* WHAT THIS TASK INVOLVES *
Give back only the line containing "use anyhow::Context;" and every line after it through the end of the data below, transcribed exactly.
>>>
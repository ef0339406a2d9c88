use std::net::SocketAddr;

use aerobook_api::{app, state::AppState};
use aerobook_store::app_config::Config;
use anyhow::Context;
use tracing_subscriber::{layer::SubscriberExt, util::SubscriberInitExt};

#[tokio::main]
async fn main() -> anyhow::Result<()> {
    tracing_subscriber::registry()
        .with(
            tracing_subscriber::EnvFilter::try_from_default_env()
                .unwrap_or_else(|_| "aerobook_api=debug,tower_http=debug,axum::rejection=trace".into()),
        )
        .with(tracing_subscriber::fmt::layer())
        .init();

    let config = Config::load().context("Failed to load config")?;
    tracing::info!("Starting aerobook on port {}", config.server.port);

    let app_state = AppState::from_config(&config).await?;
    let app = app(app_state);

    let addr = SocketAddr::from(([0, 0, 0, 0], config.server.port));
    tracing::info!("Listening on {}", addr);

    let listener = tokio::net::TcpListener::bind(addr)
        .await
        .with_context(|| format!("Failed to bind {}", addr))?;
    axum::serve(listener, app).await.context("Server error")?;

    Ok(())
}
<<<
* THE COMPLETED TASK *
use anyhow::Context;
use tracing_subscriber::{layer::SubscriberExt, util::SubscriberInitExt};

#[tokio::main]
async fn main() -> anyhow::Result<()> {
    tracing_subscriber::registry()
        .with(
            tracing_subscriber::EnvFilter::try_from_default_env()
                .unwrap_or_else(|_| "aerobook_api=debug,tower_http=debug,axum::rejection=trace".into()),
        )
        .with(tracing_subscriber::fmt::layer())
        .init();

    let config = Config::load().context("Failed to load config")?;
    tracing::info!("Starting aerobook on port {}", config.server.port);

    let app_state = AppState::from_config(&config).await?;
    let app = app(app_state);

    let addr = SocketAddr::from(([0, 0, 0, 0], config.server.port));
    tracing::info!("Listening on {}", addr);

    let listener = tokio::net::TcpListener::bind(addr)
        .await
        .with_context(|| format!("Failed to bind {}", addr))?;
    axum::serve(listener, app).await.context("Server error")?;

    Ok(())
}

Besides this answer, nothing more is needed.